Die Angst, andere vor den Kopf zu stoßen, führt zu gefälligem Schreiben. Wie schafft man es, seine Bedenken über Bord zu werfen und kritisch zu bleiben, auch wenn es anderen vielleicht wehtut?
Ich habe in einer Zeit in dem Beruf angefangen, als kritischer Journalismus gefragt war. Man konnte und sollte nicht gefällig, sondern klar, deutlich und sogar schonungslos schreiben. Auch wenn sich da manches geändert hat, bleibt es meine Überzeugung, dass man seine Meinung sagen sollte. In dem Buch schreibe ich über Begebenheiten, die mich bewegt und zum Teil auch geärgert haben. Und weil ich „Künstlerpech“ nicht als Journalist verfasste, musste ich mich auch nicht an Fakten halten, sondern genoss künstlerische Freiheit, mischte sozusagen Dichtung und Wahrheit.
Zur Person:
Ralf Sziegoleit wurde 1942 in Gumbinnen in Ostpreußen geboren. 1962 begann er eine journalistische Laufbahn und arbeitete lange Zeit als verantwortlicher Redakteur im Ressort Kultur der Frankenpost. Seit 2007 ist er im Ruhestand, schreibt aber weiter freiberuflich über Kunst und Kultur in Hof. Neben vielen tausend Zeitungsartikeln verfasste er auch Texte für Kataloge. Außerdem veröffentlichte er 2020 das Buch „Was macht die Kunst?“ über die Kunstszene in Stadt und Landkreis Hof von 1945 bis 2019.
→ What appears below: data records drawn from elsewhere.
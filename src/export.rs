use anyhow::Context;
use std::collections::HashSet;
use std::io::{Cursor, Write};
use std::path::{Path, PathBuf};
use zip::write::FileOptions;
use zip::{CompressionMethod, ZipWriter};

use crate::grades::GradeRecord;
use crate::report::{self, ReportSettings};
use crate::school::Student;

#[derive(Debug, Clone)]
pub struct ExportSummary {
    pub archive_path: PathBuf,
    /// The archive exactly as written to `archive_path`.
    pub bytes: Vec<u8>,
    pub entry_count: usize,
    pub skipped: usize,
}

/// Picks the entry name for a student's report card. Two students whose
/// names normalize to the same file name (`Ana María` and `Ana_María`) get
/// distinct entries; the later one is suffixed with its id.
fn entry_name(student: &Student, school_year: i32, used: &mut HashSet<String>) -> String {
    let name = report::artifact_file_name(&student.name, school_year);
    if used.insert(name.clone()) {
        return name;
    }
    let stem = name.trim_end_matches(".pdf");
    let disambiguated = format!("{stem}_{}.pdf", student.id);
    tracing::warn!(
        student_id = student.id,
        entry = %name,
        renamed = %disambiguated,
        "report file name collision"
    );
    used.insert(disambiguated.clone());
    disambiguated
}

/// Regenerates the report card of every graded student in `students` and
/// zips them into `<zip_root>/<grade_level>.zip`.
///
/// Students without any grade are skipped, so an all-ungraded grade-level
/// still yields a (valid, empty) archive. The archive is assembled in memory
/// and replaces the previous one in a single rename.
pub fn export_grade_level(
    pdf_root: &Path,
    zip_root: &Path,
    settings: &ReportSettings,
    grade_level: &str,
    students: &[(Student, Vec<GradeRecord>)],
) -> anyhow::Result<ExportSummary> {
    let archive_path = zip_root.join(format!("{}.zip", report::path_component(grade_level)));
    let pdf_dir = pdf_root.join(report::path_component(grade_level));

    let mut zip = ZipWriter::new(Cursor::new(Vec::new()));
    let opts = FileOptions::default().compression_method(CompressionMethod::Deflated);

    let mut used = HashSet::new();
    let mut entry_count = 0;
    let mut skipped = 0;
    for (student, grades) in students {
        if grades.is_empty() {
            skipped += 1;
            continue;
        }
        let name = entry_name(student, settings.school_year, &mut used);
        let written =
            report::write_report_card_to(pdf_dir.join(&name), settings, student, grades)?;

        zip.start_file(name.as_str(), opts)
            .with_context(|| format!("failed to start entry {name}"))?;
        zip.write_all(&written.bytes)
            .with_context(|| format!("failed to write entry {name}"))?;
        entry_count += 1;
    }

    let bytes = zip
        .finish()
        .context("failed to finalize zip archive")?
        .into_inner();
    report::write_artifact(&archive_path, &bytes)?;

    tracing::info!(
        grade_level,
        entries = entry_count,
        skipped,
        archive = %archive_path.display(),
        "grade-level reports exported"
    );

    Ok(ExportSummary {
        archive_path,
        bytes,
        entry_count,
        skipped,
    })
}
Durch Ihre Texte geistern auffallend viele labile Gestalten. Die Figuren machen immer wieder die gleichen verhängnisvollen Fehler, ruinieren sich ihre Beziehungen, leiden körperlich und seelisch, fallen nicht selten diversen Süchten zum Opfer. Gewähren Sie damit einen Blick in die Abgründe der Künstlerszene?
Eine solche Szene ist zu vielfältig, um sie pauschal zu betrachten. Und man kennt einen Menschen auch nie in all seinen Facetten, sondern hat immer nur den Ausschnitt vor sich, den der eigene Blick erfasst. Das verbindende Element in dem Buch bin letztlich ich selbst, sozusagen die Hauptfigur, denn ich schildere alles aus meinem subjektiven Erleben heraus. Die Texte sind also immer auch Selbstbildnisse des Autors, die sich mit den Bildnissen anderer vermischen. Vielleicht liegt darin der Grund, wenn man Übereinstimmungen zu finden meint.
Wie würden Sie Ihre Veröffentlichung selbst einordnen – vielleicht als lokales Enthüllungsbuch mit autobiografischen Zügen?
Tatsächlich würde ich es als zweiten Teil meiner Memoiren bezeichnen, wenn auch mit anderen Mitteln. In meinem ersten Buch schrieb ich über die Hofer Kunstszene, wie ich sie in Jahrzehnten erlebt habe, und auch da stand ich als Betrachter im Zentrum. Ich führe zwar ein Leben, das so unspektakulär ist, dass es keine Memoiren braucht, aber über Kunst und Begegnungen mit Künstlern kann man nur ganz subjektiv schreiben. Sollte noch ein drittes Buch entstehen, was sehr wahrscheinlich ist, wird es sicher wieder ganz anders werden. Aber ich stelle es mir als meiner Memoiren dritten Teil vor.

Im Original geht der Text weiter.